To do → Look through the records below for the line with "let path = file.path().to_str().unwrap();". Return that line and each one after it up to and including the line with "let dir = tempfile::tempdir().unwrap();", exactly.

----------------------------------------

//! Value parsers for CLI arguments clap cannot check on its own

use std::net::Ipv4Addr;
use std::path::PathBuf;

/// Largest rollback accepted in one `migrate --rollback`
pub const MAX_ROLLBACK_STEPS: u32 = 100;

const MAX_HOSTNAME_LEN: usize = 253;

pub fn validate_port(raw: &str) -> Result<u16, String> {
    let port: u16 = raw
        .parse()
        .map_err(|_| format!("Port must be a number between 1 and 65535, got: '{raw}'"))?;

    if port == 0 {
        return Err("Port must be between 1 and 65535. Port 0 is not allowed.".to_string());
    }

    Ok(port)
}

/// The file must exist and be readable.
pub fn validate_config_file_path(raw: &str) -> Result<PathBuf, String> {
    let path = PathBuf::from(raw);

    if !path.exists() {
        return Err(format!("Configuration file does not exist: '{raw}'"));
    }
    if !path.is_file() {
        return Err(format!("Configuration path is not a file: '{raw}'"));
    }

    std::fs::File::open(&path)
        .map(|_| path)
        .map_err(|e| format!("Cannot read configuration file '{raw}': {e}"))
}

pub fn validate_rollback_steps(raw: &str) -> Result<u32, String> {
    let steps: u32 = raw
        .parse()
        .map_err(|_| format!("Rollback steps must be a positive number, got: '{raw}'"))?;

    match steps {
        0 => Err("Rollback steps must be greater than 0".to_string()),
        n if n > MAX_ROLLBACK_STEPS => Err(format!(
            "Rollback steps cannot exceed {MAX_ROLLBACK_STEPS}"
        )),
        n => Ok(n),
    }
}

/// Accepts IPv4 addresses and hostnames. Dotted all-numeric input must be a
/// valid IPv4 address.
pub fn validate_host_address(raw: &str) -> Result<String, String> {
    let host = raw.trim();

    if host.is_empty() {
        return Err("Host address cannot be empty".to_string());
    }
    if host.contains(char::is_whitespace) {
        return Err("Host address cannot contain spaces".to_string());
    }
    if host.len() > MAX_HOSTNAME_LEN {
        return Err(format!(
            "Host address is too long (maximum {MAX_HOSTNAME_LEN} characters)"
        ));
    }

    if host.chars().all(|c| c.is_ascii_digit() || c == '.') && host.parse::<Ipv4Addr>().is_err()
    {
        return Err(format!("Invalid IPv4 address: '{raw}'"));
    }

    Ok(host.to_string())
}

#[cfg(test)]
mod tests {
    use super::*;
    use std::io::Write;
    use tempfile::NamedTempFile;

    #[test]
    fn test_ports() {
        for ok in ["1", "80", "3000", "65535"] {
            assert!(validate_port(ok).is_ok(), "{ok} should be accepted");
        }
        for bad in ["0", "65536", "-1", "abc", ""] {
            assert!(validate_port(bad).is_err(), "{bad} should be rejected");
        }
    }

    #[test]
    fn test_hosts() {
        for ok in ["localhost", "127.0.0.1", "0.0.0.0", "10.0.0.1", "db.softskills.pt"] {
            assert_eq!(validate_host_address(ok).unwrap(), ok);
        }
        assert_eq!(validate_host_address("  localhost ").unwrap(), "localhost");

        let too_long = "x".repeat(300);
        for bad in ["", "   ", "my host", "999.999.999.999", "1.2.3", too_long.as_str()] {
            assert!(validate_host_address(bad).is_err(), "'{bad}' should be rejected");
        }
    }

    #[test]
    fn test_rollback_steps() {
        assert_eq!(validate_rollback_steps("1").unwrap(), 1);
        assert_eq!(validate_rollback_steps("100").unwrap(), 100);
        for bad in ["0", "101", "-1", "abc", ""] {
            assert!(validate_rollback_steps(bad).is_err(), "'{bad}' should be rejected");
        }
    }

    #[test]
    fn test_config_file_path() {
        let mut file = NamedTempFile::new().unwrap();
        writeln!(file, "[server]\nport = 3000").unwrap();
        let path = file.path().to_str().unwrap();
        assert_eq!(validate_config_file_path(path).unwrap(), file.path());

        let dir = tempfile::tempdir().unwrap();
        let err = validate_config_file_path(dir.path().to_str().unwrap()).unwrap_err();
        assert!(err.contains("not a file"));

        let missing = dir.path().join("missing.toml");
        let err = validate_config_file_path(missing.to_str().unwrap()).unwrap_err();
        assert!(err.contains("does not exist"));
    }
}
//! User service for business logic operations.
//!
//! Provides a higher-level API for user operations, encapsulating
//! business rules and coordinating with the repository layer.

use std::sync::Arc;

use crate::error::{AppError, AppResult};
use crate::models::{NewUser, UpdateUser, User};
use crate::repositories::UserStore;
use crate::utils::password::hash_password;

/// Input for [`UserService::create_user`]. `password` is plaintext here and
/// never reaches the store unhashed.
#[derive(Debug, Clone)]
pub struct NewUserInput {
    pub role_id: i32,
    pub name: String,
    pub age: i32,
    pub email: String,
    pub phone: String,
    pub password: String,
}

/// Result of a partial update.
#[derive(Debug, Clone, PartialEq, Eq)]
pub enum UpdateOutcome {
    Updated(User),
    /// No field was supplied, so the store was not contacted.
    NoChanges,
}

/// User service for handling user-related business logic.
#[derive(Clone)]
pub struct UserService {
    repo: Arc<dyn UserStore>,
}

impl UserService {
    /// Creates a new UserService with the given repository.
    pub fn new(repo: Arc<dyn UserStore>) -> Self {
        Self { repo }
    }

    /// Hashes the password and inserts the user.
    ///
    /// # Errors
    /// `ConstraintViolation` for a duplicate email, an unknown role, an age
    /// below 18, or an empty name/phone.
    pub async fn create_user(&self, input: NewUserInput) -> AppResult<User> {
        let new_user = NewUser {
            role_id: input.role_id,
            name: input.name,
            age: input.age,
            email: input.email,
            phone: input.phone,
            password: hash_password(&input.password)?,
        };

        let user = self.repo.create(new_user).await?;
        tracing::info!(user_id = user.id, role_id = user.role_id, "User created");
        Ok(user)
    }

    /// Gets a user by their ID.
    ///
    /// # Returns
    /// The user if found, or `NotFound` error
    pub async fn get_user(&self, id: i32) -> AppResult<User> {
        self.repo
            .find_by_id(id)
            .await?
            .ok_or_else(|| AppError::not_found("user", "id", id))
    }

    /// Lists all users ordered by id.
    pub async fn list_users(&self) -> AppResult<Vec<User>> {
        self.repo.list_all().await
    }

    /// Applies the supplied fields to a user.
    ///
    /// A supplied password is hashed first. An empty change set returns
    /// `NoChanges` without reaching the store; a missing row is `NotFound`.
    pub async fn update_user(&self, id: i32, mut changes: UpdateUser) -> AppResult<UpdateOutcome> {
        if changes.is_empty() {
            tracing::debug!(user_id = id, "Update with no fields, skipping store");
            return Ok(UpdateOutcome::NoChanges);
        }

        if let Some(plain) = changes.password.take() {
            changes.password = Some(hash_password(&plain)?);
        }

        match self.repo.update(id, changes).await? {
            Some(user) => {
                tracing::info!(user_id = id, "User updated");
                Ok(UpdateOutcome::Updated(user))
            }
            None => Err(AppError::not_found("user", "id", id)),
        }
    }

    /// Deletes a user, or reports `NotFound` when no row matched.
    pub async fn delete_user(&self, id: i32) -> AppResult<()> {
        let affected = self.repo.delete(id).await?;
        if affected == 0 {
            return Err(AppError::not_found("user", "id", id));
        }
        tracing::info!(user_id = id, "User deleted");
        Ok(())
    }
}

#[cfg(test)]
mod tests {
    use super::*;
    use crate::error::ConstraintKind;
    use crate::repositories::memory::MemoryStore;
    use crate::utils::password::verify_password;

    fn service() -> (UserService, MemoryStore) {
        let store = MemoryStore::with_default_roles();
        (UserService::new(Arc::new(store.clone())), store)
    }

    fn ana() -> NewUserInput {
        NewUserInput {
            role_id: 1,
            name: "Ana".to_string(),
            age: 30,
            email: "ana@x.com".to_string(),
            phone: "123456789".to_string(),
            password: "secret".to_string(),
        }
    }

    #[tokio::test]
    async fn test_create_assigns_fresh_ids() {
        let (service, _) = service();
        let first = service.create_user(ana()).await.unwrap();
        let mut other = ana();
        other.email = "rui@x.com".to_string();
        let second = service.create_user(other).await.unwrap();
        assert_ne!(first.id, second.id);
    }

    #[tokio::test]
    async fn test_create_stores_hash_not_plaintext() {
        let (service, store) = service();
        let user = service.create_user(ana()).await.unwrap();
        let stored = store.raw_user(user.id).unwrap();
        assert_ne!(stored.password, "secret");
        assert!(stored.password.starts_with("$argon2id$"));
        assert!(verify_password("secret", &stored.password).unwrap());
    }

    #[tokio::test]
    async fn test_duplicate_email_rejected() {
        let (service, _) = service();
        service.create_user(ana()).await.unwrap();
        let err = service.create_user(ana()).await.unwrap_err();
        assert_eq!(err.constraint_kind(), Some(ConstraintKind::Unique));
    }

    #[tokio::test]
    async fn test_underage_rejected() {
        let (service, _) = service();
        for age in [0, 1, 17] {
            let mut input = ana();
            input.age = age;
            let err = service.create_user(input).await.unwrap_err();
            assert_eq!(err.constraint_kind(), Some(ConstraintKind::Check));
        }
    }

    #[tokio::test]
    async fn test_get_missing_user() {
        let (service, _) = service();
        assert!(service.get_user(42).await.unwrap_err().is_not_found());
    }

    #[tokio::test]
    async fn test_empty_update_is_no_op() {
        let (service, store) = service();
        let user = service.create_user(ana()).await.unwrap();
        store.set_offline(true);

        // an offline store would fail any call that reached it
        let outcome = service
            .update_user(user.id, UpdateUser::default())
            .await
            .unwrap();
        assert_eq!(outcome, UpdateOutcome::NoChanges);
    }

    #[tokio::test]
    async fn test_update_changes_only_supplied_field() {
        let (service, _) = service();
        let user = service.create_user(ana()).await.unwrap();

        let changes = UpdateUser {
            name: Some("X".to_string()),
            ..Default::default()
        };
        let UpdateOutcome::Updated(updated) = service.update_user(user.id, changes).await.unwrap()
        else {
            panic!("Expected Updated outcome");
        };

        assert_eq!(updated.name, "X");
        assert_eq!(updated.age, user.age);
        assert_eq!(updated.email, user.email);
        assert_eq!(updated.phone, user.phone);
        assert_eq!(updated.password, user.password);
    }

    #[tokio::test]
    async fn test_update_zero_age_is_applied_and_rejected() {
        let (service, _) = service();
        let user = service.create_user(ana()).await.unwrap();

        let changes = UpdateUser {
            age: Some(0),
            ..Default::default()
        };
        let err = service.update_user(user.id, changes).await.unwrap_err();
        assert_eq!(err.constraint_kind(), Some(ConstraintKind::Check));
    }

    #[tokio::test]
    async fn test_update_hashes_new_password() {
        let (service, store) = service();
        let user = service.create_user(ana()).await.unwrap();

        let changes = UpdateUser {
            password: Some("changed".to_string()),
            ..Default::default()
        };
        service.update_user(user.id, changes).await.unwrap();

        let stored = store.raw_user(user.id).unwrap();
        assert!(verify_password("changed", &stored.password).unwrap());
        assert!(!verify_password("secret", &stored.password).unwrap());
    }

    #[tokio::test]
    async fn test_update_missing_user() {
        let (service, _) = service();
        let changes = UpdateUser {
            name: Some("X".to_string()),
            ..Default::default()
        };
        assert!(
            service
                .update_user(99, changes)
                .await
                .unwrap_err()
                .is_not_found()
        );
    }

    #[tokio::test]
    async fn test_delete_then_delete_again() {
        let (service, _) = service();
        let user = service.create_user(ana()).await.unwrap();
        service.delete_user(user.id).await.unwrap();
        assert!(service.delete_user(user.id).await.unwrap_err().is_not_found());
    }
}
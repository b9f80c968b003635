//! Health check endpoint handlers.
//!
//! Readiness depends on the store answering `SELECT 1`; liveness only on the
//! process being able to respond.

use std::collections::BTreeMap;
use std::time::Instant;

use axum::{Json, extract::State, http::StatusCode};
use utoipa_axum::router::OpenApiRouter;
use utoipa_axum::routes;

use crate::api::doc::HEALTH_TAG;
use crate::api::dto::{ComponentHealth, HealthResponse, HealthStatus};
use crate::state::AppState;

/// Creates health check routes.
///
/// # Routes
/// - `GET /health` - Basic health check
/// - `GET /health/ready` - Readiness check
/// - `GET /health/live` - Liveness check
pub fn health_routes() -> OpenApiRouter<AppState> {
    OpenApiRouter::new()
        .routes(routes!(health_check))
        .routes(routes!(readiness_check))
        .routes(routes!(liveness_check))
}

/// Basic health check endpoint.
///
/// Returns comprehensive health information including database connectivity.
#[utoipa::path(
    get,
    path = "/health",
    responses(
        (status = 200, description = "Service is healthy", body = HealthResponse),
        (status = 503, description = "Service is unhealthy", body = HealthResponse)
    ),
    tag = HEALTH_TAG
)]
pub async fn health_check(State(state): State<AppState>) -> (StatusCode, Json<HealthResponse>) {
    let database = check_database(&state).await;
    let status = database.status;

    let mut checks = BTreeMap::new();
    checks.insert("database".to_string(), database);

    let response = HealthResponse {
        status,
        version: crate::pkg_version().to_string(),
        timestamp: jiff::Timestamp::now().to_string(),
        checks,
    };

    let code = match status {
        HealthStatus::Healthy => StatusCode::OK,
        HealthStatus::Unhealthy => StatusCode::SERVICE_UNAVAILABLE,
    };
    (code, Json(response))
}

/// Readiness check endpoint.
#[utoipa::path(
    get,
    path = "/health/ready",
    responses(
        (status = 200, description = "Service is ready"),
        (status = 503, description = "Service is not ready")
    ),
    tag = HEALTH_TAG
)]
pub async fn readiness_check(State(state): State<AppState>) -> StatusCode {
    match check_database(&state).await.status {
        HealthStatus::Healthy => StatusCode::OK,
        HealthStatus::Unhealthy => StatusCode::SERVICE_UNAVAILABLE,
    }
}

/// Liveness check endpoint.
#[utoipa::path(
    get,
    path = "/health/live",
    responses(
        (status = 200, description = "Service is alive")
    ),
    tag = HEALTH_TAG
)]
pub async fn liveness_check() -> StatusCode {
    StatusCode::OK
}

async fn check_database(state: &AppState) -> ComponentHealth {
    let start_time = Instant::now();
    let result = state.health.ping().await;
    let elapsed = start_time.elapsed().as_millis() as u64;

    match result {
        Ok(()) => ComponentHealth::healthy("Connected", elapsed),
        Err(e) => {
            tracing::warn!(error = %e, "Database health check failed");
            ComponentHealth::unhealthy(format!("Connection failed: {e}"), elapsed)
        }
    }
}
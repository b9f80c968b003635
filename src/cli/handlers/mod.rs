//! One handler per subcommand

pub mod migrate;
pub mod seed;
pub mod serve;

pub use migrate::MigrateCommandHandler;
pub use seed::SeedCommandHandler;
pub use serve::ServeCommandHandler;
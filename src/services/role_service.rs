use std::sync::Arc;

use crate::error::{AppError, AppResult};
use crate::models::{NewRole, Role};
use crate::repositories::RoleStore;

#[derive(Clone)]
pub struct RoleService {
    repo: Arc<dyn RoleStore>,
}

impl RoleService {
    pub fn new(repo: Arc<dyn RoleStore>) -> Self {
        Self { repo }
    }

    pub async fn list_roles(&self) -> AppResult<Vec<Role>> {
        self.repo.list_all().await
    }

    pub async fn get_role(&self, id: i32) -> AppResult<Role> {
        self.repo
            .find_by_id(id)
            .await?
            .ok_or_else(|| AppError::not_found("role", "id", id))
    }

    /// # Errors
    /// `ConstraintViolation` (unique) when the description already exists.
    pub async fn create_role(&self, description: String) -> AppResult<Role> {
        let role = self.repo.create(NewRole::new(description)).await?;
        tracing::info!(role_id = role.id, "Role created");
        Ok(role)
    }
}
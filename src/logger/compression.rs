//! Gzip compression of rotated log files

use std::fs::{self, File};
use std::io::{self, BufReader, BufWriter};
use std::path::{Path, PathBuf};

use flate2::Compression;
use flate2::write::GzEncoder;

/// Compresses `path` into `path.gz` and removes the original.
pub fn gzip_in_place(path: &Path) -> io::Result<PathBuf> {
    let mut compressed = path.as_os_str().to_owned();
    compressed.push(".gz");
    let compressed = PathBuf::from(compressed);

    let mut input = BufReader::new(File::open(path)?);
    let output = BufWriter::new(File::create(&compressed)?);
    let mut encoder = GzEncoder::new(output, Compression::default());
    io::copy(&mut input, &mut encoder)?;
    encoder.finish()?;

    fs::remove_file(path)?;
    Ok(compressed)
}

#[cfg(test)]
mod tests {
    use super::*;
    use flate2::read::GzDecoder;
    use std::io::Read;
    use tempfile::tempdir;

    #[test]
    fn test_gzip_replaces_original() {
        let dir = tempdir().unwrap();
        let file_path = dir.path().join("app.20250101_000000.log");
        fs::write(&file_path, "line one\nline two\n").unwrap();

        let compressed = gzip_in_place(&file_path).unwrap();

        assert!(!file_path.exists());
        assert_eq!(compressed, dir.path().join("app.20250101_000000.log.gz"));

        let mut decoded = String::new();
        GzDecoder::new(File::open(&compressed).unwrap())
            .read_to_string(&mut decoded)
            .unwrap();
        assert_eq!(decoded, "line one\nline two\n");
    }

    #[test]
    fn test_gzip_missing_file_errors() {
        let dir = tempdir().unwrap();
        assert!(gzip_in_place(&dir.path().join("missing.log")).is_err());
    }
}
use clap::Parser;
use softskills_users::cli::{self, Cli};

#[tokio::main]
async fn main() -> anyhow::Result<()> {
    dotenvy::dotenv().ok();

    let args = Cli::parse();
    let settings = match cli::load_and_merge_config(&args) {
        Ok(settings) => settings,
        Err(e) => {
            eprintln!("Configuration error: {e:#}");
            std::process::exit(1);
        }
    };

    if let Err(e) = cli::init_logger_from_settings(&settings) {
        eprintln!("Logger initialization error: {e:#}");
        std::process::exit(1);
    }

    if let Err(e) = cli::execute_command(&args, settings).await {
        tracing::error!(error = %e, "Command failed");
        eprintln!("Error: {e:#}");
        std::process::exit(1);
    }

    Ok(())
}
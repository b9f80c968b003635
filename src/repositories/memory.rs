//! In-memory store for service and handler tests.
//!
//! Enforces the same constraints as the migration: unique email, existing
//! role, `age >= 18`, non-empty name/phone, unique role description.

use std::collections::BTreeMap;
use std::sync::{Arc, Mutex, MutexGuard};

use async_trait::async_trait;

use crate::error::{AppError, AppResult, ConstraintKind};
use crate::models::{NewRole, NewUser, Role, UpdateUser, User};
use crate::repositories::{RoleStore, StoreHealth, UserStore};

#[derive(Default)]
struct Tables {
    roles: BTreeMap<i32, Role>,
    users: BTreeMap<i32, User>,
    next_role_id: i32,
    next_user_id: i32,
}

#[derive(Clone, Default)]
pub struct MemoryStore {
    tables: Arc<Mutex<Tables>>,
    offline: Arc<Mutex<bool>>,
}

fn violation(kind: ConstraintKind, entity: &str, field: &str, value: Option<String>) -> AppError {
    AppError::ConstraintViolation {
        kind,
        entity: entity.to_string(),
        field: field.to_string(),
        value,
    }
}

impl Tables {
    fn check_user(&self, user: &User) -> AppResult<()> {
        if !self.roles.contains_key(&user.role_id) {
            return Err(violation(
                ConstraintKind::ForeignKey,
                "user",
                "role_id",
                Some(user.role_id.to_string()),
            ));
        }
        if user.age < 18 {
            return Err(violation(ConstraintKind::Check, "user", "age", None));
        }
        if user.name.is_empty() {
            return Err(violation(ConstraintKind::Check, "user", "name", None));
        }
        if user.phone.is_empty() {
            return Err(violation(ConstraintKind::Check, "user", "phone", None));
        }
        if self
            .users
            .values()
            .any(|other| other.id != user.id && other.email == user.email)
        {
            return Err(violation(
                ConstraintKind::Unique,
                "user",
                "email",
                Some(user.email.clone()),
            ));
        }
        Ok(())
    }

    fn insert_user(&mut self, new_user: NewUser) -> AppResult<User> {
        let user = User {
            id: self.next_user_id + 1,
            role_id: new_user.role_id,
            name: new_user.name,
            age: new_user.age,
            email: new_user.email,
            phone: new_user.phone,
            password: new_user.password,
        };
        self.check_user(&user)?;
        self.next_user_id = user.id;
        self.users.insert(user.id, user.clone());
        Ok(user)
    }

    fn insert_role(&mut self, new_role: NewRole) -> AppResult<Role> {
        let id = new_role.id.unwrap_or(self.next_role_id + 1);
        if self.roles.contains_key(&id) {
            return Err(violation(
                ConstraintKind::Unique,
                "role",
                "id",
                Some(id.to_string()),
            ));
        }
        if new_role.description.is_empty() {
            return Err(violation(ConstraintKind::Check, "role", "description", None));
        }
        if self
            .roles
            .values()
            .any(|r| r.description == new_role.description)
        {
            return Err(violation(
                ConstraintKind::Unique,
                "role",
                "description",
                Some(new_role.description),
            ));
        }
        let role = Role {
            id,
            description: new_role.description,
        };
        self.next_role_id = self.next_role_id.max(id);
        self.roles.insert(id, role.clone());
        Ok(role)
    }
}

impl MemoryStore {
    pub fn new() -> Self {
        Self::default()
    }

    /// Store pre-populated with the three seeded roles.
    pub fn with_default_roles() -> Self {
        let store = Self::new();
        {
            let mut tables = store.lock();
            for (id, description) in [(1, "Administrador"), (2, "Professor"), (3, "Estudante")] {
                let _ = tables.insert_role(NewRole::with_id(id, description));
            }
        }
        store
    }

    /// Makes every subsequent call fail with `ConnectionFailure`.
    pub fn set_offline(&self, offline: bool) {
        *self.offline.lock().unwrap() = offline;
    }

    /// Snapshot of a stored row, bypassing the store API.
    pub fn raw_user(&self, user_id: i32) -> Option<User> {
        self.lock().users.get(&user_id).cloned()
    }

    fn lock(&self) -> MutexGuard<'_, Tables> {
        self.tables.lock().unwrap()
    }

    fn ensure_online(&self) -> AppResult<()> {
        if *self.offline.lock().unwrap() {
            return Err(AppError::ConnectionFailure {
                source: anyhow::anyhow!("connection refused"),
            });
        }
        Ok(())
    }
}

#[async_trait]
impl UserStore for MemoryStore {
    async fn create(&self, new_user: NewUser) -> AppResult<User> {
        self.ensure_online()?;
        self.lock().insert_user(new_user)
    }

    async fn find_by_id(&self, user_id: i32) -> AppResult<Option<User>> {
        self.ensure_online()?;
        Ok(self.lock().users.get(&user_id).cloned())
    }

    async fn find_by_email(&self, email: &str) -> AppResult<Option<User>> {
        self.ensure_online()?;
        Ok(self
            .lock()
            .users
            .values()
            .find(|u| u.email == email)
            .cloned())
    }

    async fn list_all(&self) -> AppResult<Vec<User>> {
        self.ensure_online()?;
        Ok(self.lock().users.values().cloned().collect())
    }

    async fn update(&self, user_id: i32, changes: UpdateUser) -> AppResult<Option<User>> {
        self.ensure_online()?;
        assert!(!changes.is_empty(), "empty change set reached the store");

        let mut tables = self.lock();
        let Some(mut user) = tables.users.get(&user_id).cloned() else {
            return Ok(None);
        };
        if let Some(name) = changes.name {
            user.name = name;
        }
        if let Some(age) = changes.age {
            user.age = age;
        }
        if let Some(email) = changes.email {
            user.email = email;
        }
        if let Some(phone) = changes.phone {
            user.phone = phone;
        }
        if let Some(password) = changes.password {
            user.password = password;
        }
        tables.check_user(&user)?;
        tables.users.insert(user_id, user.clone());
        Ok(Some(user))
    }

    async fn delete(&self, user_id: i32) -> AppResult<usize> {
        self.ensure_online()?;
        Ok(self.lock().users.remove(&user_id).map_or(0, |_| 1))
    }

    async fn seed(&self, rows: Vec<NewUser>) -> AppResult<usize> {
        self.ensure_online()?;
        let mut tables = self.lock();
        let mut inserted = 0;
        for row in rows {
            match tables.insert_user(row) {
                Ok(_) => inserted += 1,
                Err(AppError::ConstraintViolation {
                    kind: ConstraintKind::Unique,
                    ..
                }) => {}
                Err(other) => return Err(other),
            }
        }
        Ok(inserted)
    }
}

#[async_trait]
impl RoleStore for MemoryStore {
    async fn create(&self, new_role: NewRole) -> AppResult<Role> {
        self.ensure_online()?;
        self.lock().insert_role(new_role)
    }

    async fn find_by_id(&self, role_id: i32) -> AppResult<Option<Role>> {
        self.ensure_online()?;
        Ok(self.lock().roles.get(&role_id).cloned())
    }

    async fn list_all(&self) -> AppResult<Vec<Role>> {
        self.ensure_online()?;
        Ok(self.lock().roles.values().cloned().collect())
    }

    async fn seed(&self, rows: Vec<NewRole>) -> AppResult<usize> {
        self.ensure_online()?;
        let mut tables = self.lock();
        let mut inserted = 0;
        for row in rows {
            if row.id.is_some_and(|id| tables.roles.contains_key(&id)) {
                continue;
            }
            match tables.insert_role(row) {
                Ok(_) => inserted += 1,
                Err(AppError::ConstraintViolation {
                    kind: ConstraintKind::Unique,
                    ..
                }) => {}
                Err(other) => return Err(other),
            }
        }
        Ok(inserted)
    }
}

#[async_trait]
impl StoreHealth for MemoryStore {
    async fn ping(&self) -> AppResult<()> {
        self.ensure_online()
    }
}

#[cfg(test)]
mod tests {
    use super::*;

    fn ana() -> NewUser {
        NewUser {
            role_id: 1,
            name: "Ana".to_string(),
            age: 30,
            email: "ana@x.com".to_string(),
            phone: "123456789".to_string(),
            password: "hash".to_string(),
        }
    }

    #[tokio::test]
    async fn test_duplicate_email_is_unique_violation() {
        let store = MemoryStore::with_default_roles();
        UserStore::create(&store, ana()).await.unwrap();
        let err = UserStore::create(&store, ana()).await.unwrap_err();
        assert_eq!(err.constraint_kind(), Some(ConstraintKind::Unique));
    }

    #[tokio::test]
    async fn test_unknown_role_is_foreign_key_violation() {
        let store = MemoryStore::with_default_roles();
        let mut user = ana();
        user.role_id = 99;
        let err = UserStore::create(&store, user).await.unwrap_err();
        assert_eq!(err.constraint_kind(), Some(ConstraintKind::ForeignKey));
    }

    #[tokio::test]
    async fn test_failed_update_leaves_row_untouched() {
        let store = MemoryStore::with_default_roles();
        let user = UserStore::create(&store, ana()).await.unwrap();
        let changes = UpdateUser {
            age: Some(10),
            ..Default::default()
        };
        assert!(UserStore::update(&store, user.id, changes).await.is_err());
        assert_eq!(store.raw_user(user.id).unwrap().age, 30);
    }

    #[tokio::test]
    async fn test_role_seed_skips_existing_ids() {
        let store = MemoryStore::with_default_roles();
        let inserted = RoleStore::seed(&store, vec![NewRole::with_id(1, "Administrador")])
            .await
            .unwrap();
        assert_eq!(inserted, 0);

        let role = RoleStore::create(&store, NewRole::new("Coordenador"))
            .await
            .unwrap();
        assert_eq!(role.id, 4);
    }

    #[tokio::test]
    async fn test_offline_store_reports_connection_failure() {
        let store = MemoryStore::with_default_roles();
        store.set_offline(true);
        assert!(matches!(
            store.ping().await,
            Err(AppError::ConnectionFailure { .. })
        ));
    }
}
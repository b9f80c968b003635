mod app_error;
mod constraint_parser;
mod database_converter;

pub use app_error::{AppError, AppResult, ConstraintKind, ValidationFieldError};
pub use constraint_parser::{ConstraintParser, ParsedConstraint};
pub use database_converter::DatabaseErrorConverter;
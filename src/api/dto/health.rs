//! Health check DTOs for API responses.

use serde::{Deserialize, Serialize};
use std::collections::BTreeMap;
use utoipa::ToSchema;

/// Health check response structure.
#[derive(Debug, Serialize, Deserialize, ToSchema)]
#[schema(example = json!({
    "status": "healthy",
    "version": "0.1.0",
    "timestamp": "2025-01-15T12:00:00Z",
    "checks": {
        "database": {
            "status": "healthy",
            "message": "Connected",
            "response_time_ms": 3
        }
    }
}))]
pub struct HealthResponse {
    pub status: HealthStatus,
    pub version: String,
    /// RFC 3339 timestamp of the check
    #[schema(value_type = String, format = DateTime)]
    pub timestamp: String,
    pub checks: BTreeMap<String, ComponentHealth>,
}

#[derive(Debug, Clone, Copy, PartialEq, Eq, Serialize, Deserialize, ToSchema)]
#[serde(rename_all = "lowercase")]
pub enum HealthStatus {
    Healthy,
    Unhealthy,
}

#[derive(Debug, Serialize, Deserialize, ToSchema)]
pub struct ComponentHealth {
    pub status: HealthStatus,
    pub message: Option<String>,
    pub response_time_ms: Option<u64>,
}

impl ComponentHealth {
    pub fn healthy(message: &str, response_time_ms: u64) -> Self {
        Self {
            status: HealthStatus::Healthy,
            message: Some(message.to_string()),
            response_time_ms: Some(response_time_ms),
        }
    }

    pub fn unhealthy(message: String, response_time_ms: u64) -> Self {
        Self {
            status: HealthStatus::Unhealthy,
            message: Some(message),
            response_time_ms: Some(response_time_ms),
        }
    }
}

----------------------------------------

Your response →
        let path = file.path().to_str().unwrap();
        assert_eq!(validate_config_file_path(path).unwrap(), file.path());

        let dir = tempfile::tempdir().unwrap();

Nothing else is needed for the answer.